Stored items
◆ ◆ ◆ ◆ ◆

use std::collections::BTreeMap;

use chrono::Datelike;
use serde::{Deserialize, Serialize};

use super::error::{Error, Result};
use super::model::{CellValue, Dataset, ORDER_DATE};

const MONTH_NAMES: [&str; 12] = [
    "Jan", "Feb", "Mar", "Apr", "May", "Jun", "Jul", "Aug", "Sep", "Oct", "Nov", "Dec",
];

/// How the values of one group are folded into a single number.
#[derive(Debug, Clone, Copy, PartialEq, Eq, Serialize, Deserialize)]
#[serde(rename_all = "snake_case")]
pub enum Reducer {
    /// Sum of the non-null values; the value column must be numeric.
    Sum,
    /// Number of non-null values, of any type.
    Count,
}

/// Order of the aggregated series.
#[derive(Debug, Clone, Copy, PartialEq, Eq, Serialize, Deserialize)]
#[serde(rename_all = "snake_case")]
pub enum GroupOrder {
    /// Largest value first, ties by group. Used by bar charts.
    ValueDescending,
    /// By group identity. Used by time-series and histogram charts.
    GroupAscending,
}

#[derive(Debug, Clone, PartialEq, Serialize)]
pub struct GroupValue {
    pub group: CellValue,
    pub value: f64,
}

/// Group `view` by `group_column` and reduce `value_column` per group.
///
/// Null keys form a group of their own, so the group values always add up
/// to the reducer applied to the whole view.
pub fn aggregate_for_chart(
    view: &Dataset,
    group_column: &str,
    value_column: &str,
    reducer: Reducer,
    order: GroupOrder,
) -> Result<Vec<GroupValue>> {
    let group_idx = view.column_index(group_column)?;
    let value_idx = match reducer {
        Reducer::Sum => view.numeric_column_index(value_column)?,
        Reducer::Count => view.column_index(value_column)?,
    };

    let mut groups: BTreeMap<&CellValue, f64> = BTreeMap::new();
    for record in view.records() {
        let value = record.get(value_idx);
        let contribution = match reducer {
            Reducer::Sum => value.as_f64().unwrap_or(0.0),
            Reducer::Count => {
                if value.is_null() {
                    0.0
                } else {
                    1.0
                }
            }
        };
        *groups.entry(record.get(group_idx)).or_insert(0.0) += contribution;
    }

    let mut series: Vec<GroupValue> = groups
        .into_iter()
        .map(|(group, value)| GroupValue {
            group: group.clone(),
            value,
        })
        .collect();

    // BTreeMap iteration is already in group order; the sort is stable.
    if order == GroupOrder::ValueDescending {
        series.sort_by(|a, b| b.value.total_cmp(&a.value));
    }
    Ok(series)
}

// ---------------------------------------------------------------------------
// Monthly series
// ---------------------------------------------------------------------------

#[derive(Debug, Clone, PartialEq, Serialize)]
pub struct MonthlyValue {
    /// Month of the year, 1-12.
    pub month: u32,
    pub month_name: &'static str,
    pub series: CellValue,
    pub value: f64,
}

/// Sum `value_column` per calendar month of `OrderDate` and per value of
/// `series_column`. Months of different years share a bucket; rows with a
/// null date are skipped.
pub fn aggregate_by_month(
    view: &Dataset,
    value_column: &str,
    series_column: &str,
) -> Result<Vec<MonthlyValue>> {
    let date_idx = view.column_index(ORDER_DATE)?;
    let value_idx = view.numeric_column_index(value_column)?;
    let series_idx = view.column_index(series_column)?;

    let mut buckets: BTreeMap<(u32, &CellValue), f64> = BTreeMap::new();
    for record in view.records() {
        let Some(date) = record.get(date_idx).as_date() else {
            continue;
        };
        let value = record.get(value_idx).as_f64().unwrap_or(0.0);
        *buckets
            .entry((date.month(), record.get(series_idx)))
            .or_insert(0.0) += value;
    }

    Ok(buckets
        .into_iter()
        .map(|((month, series), value)| MonthlyValue {
            month,
            month_name: MONTH_NAMES[(month - 1) as usize],
            series: series.clone(),
            value,
        })
        .collect())
}

// ---------------------------------------------------------------------------
// Scatter
// ---------------------------------------------------------------------------

#[derive(Debug, Clone, PartialEq, Serialize)]
pub struct ScatterPoint {
    pub x: CellValue,
    pub y: f64,
    pub color: CellValue,
}

/// One point per row with a non-null `y`; `y_column` must be numeric.
pub fn scatter_points(
    view: &Dataset,
    x_column: &str,
    y_column: &str,
    color_column: &str,
) -> Result<Vec<ScatterPoint>> {
    let x_idx = view.column_index(x_column)?;
    let y_idx = view.numeric_column_index(y_column)?;
    let color_idx = view.column_index(color_column)?;

    Ok(view
        .records()
        .iter()
        .filter_map(|r| {
            r.get(y_idx).as_f64().map(|y| ScatterPoint {
                x: r.get(x_idx).clone(),
                y,
                color: r.get(color_idx).clone(),
            })
        })
        .collect())
}

// ---------------------------------------------------------------------------
// Histogram
// ---------------------------------------------------------------------------

#[derive(Debug, Clone, PartialEq, Serialize)]
pub struct Bin {
    pub lower: f64,
    pub upper: f64,
    pub count: usize,
}

#[derive(Debug, Clone, PartialEq, Serialize)]
#[serde(tag = "kind", rename_all = "snake_case")]
pub enum Histogram {
    /// Occurrences of each distinct non-null value, in value order.
    Categorical { counts: Vec<GroupValue> },
    /// Equal-width bins over `[min, max]`; the last bin includes `max`.
    Numeric { bins: Vec<Bin> },
}

pub fn histogram(view: &Dataset, column: &str, bins: usize) -> Result<Histogram> {
    let kind = view.column(column)?.kind;
    if !kind.is_numeric() {
        let counts = aggregate_for_chart(view, column, column, Reducer::Count, GroupOrder::GroupAscending)?
            .into_iter()
            .filter(|g| !g.group.is_null())
            .collect();
        return Ok(Histogram::Categorical { counts });
    }

    if bins == 0 {
        return Err(Error::InvalidConfig("histogram needs at least one bin".to_string()));
    }
    let Some((min, max)) = view.numeric_bounds(column)? else {
        return Ok(Histogram::Numeric { bins: Vec::new() });
    };
    let values = view.values(column)?.filter_map(CellValue::as_f64);

    if min == max {
        return Ok(Histogram::Numeric {
            bins: vec![Bin {
                lower: min,
                upper: max,
                count: values.count(),
            }],
        });
    }

    let width = (max - min) / bins as f64;
    let mut out: Vec<Bin> = (0..bins)
        .map(|i| Bin {
            lower: min + width * i as f64,
            upper: if i + 1 == bins { max } else { min + width * (i + 1) as f64 },
            count: 0,
        })
        .collect();
    for v in values {
        let slot = (((v - min) / width) as usize).min(bins - 1);
        out[slot].count += 1;
    }
    Ok(Histogram::Numeric { bins: out })
}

◆ ◆ ◆ ◆ ◆

**The problem**. Give only a number, namely how many lines in the entries above hold the word "usize".

**Written reply**. 4